● **AIM OF THE EXERCISE**: Filter the entries down to the lines containing "write", and copy those lines.
###
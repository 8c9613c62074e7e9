//! Display formatting for terminal output
//!
//! Formats ledger records as plain-text tables and detail views. Vendor and
//! category references are resolved through `Names`, which shows `N/A` for
//! records that no longer exist.

pub mod category;
pub mod dashboard;
pub mod transaction;
pub mod vendor;

use std::collections::HashMap;

use crate::error::PettyResult;
use crate::models::{CategoryId, VendorId};
use crate::services::{CategoryService, MISSING_NAME};
use crate::storage::RecordStore;

pub use category::format_category_list;
pub use dashboard::format_dashboard;
pub use transaction::{format_transaction_details, format_transaction_register};
pub use vendor::{format_vendor_details, format_vendor_list};

/// Vendor and category names by id
#[derive(Debug, Clone, Default)]
pub struct Names {
    vendors: HashMap<VendorId, String>,
    categories: HashMap<CategoryId, String>,
}

impl Names {
    pub fn load(store: &RecordStore) -> PettyResult<Self> {
        Ok(Self {
            vendors: store
                .vendors()
                .list()?
                .into_iter()
                .map(|v| (v.id, v.name))
                .collect(),
            categories: CategoryService::new(store).names()?,
        })
    }

    pub fn vendor(&self, id: &VendorId) -> &str {
        self.vendors.get(id).map_or(MISSING_NAME, String::as_str)
    }

    pub fn category(&self, id: &CategoryId) -> &str {
        self.categories.get(id).map_or(MISSING_NAME, String::as_str)
    }
}

/// Cut `s` to at most `max` characters, marking the cut with "..."
pub fn truncate(s: &str, max: usize) -> String {
    if s.chars().count() <= max {
        s.to_string()
    } else {
        let kept: String = s.chars().take(max.saturating_sub(3)).collect();
        format!("{}...", kept)
    }
}

#[cfg(test)]
mod tests {
    use super::*;
    use crate::storage::seed_demo_data;

    #[test]
    fn test_names_fall_back_to_na() {
        let store = RecordStore::in_memory();
        seed_demo_data(&store).unwrap();
        let names = Names::load(&store).unwrap();

        assert_eq!(names.vendor(&VendorId::new("v1")), "Office Supplies Co.");
        assert_eq!(names.vendor(&VendorId::new("v0")), "N/A");
        assert_eq!(names.category(&CategoryId::new("c3")), "Travel");
        assert_eq!(names.category(&CategoryId::new("c0")), "N/A");
    }

    #[test]
    fn test_truncate() {
        assert_eq!(truncate("short", 10), "short");
        assert_eq!(truncate("Monthly subscription for design tool", 12), "Monthly s...");
        assert_eq!(truncate("₹₹₹₹₹₹", 5), "₹₹...");
    }
}
//! Transaction model
//!
//! A single movement of cash in or out of the petty cash box. Amounts are
//! always positive; the direction comes from the transaction type.

use chrono::NaiveDate;
use serde::{Deserialize, Serialize};
use std::fmt;
use std::str::FromStr;

use super::ids::{CategoryId, TransactionId, VendorId};
use super::money::Money;

/// Direction of a transaction
#[derive(Debug, Clone, Copy, PartialEq, Eq, Hash, Serialize, Deserialize)]
#[serde(rename_all = "lowercase")]
pub enum TransactionType {
    Income,
    Expense,
}

impl TransactionType {
    pub const fn as_str(&self) -> &'static str {
        match self {
            Self::Income => "income",
            Self::Expense => "expense",
        }
    }
}

impl fmt::Display for TransactionType {
    fn fmt(&self, f: &mut fmt::Formatter<'_>) -> fmt::Result {
        match self {
            Self::Income => write!(f, "Income"),
            Self::Expense => write!(f, "Expense"),
        }
    }
}

impl FromStr for TransactionType {
    type Err = String;

    fn from_str(s: &str) -> Result<Self, Self::Err> {
        match s.trim().to_lowercase().as_str() {
            "income" | "in" => Ok(Self::Income),
            "expense" | "out" => Ok(Self::Expense),
            other => Err(format!("Invalid transaction type: {}", other)),
        }
    }
}

/// How the money moved
///
/// Older data files used `card` and `online`; they read as `others` and
/// `bank` respectively.
#[derive(Debug, Clone, Copy, PartialEq, Eq, Hash, Serialize, Deserialize)]
#[serde(rename_all = "lowercase")]
pub enum PaymentMode {
    Cash,
    Upi,
    #[serde(alias = "online")]
    Bank,
    #[serde(alias = "card")]
    Others,
}

impl PaymentMode {
    pub const ALL: [PaymentMode; 4] = [Self::Cash, Self::Upi, Self::Bank, Self::Others];

    pub const fn as_str(&self) -> &'static str {
        match self {
            Self::Cash => "cash",
            Self::Upi => "upi",
            Self::Bank => "bank",
            Self::Others => "others",
        }
    }
}

impl fmt::Display for PaymentMode {
    fn fmt(&self, f: &mut fmt::Formatter<'_>) -> fmt::Result {
        match self {
            Self::Cash => write!(f, "Cash"),
            Self::Upi => write!(f, "UPI"),
            Self::Bank => write!(f, "Bank"),
            Self::Others => write!(f, "Others"),
        }
    }
}

impl FromStr for PaymentMode {
    type Err = String;

    fn from_str(s: &str) -> Result<Self, Self::Err> {
        match s.trim().to_lowercase().as_str() {
            "cash" => Ok(Self::Cash),
            "upi" => Ok(Self::Upi),
            "bank" | "online" => Ok(Self::Bank),
            "others" | "other" | "card" => Ok(Self::Others),
            other => Err(format!("Invalid payment mode: {}", other)),
        }
    }
}

/// A petty cash transaction
#[derive(Debug, Clone, PartialEq, Eq, Serialize, Deserialize)]
#[serde(rename_all = "camelCase")]
pub struct Transaction {
    pub id: TransactionId,

    pub date: NaiveDate,

    pub description: String,

    /// May reference a vendor that no longer exists
    pub vendor_id: VendorId,

    /// May reference a category that no longer exists
    pub category_id: CategoryId,

    /// Always positive
    pub amount: Money,

    #[serde(rename = "type")]
    pub kind: TransactionType,

    pub payment_mode: PaymentMode,

    #[serde(default, skip_serializing_if = "Option::is_none")]
    pub notes: Option<String>,
}

/// Validated fields for a transaction that does not exist yet
#[derive(Debug, Clone, PartialEq, Eq)]
pub struct NewTransaction {
    pub date: NaiveDate,
    pub description: String,
    pub vendor_id: VendorId,
    pub category_id: CategoryId,
    pub amount: Money,
    pub kind: TransactionType,
    pub payment_mode: PaymentMode,
    pub notes: Option<String>,
}

/// Partial transaction update; `notes: Some(None)` clears the notes
#[derive(Debug, Clone, Default, PartialEq, Eq)]
pub struct TransactionPatch {
    pub date: Option<NaiveDate>,
    pub description: Option<String>,
    pub vendor_id: Option<VendorId>,
    pub category_id: Option<CategoryId>,
    pub amount: Option<Money>,
    pub kind: Option<TransactionType>,
    pub payment_mode: Option<PaymentMode>,
    pub notes: Option<Option<String>>,
}

impl TransactionPatch {
    pub fn is_empty(&self) -> bool {
        self == &Self::default()
    }
}

impl Transaction {
    pub fn from_draft(id: TransactionId, draft: NewTransaction) -> Self {
        Self {
            id,
            date: draft.date,
            description: draft.description,
            vendor_id: draft.vendor_id,
            category_id: draft.category_id,
            amount: draft.amount,
            kind: draft.kind,
            payment_mode: draft.payment_mode,
            notes: draft.notes,
        }
    }

    /// Copy of this transaction with the patch applied
    pub fn merged(&self, patch: &TransactionPatch) -> Self {
        Self {
            id: self.id.clone(),
            date: patch.date.unwrap_or(self.date),
            description: patch
                .description
                .clone()
                .unwrap_or_else(|| self.description.clone()),
            vendor_id: patch
                .vendor_id
                .clone()
                .unwrap_or_else(|| self.vendor_id.clone()),
            category_id: patch
                .category_id
                .clone()
                .unwrap_or_else(|| self.category_id.clone()),
            amount: patch.amount.unwrap_or(self.amount),
            kind: patch.kind.unwrap_or(self.kind),
            payment_mode: patch.payment_mode.unwrap_or(self.payment_mode),
            notes: patch.notes.clone().unwrap_or_else(|| self.notes.clone()),
        }
    }

    pub fn is_income(&self) -> bool {
        self.kind == TransactionType::Income
    }

    pub fn is_expense(&self) -> bool {
        self.kind == TransactionType::Expense
    }

    /// Effect on the cash balance: positive for income, negative for expense
    pub fn signed_amount(&self) -> Money {
        match self.kind {
            TransactionType::Income => self.amount,
            TransactionType::Expense => -self.amount,
        }
    }
}

impl fmt::Display for Transaction {
    fn fmt(&self, f: &mut fmt::Formatter<'_>) -> fmt::Result {
        write!(
            f,
            "{} {} {}",
            self.date.format("%Y-%m-%d"),
            self.description,
            self.signed_amount()
        )
    }
}

#[cfg(test)]
mod tests {
    use super::*;

    fn taxi() -> Transaction {
        Transaction::from_draft(
            TransactionId::new("t3"),
            NewTransaction {
                date: NaiveDate::from_ymd_opt(2024, 5, 19).unwrap(),
                description: "Taxi fare for client meeting".into(),
                vendor_id: VendorId::new("v3"),
                category_id: CategoryId::new("c3"),
                amount: Money::from_major_minor(35, 0),
                kind: TransactionType::Expense,
                payment_mode: PaymentMode::Cash,
                notes: None,
            },
        )
    }

    #[test]
    fn test_signed_amount() {
        let mut txn = taxi();
        assert_eq!(txn.signed_amount(), Money::from_minor(-3500));
        txn.kind = TransactionType::Income;
        assert_eq!(txn.signed_amount(), Money::from_minor(3500));
    }

    #[test]
    fn test_merge_applies_only_patched_fields() {
        let txn = taxi();
        let patch = TransactionPatch {
            amount: Some(Money::from_major_minor(40, 0)),
            notes: Some(Some("Airport run".into())),
            ..TransactionPatch::default()
        };

        let merged = txn.merged(&patch);
        assert_eq!(merged.amount, Money::from_major_minor(40, 0));
        assert_eq!(merged.notes.as_deref(), Some("Airport run"));
        assert_eq!(merged.description, txn.description);
        assert_eq!(merged.id, txn.id);
    }

    #[test]
    fn test_payment_mode_parsing() {
        assert_eq!("UPI".parse::<PaymentMode>().unwrap(), PaymentMode::Upi);
        assert_eq!("card".parse::<PaymentMode>().unwrap(), PaymentMode::Others);
        assert!("cheque".parse::<PaymentMode>().is_err());
    }

    #[test]
    fn test_legacy_payment_modes_deserialize() {
        let json = r#"{"id":"t4","date":"2024-05-18","description":"Monthly subscription",
            "vendorId":"v4","categoryId":"c4","amount":4900,"type":"expense","paymentMode":"online"}"#;
        let txn: Transaction = serde_json::from_str(json).unwrap();
        assert_eq!(txn.payment_mode, PaymentMode::Bank);
        assert_eq!(txn.kind, TransactionType::Expense);
        assert!(txn.notes.is_none());
    }

    #[test]
    fn test_serialization_shape() {
        let json = serde_json::to_value(taxi()).unwrap();
        assert_eq!(json["type"], "expense");
        assert_eq!(json["paymentMode"], "cash");
        assert_eq!(json["vendorId"], "v3");
        assert_eq!(json["date"], "2024-05-19");
    }
}
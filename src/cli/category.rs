//! Category CLI commands

use clap::Subcommand;

use crate::display::format_category_list;
use crate::error::PettyResult;
use crate::services::CategoryService;
use crate::storage::RecordStore;

/// Category subcommands
#[derive(Subcommand)]
pub enum CategoryCommands {
    /// List all categories
    List,
}

/// Handle a category command
pub fn handle_category_command(store: &RecordStore, cmd: CategoryCommands) -> PettyResult<()> {
    let service = CategoryService::new(store);

    match cmd {
        CategoryCommands::List => {
            print!("{}", format_category_list(&service.list()?));
        }
    }

    Ok(())
}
###
● **RESULT**:
            Self::Income => write!(f, "Income"),
            Self::Expense => write!(f, "Expense"),
            Self::Cash => write!(f, "Cash"),
            Self::Upi => write!(f, "UPI"),
            Self::Bank => write!(f, "Bank"),
            Self::Others => write!(f, "Others"),
        write!(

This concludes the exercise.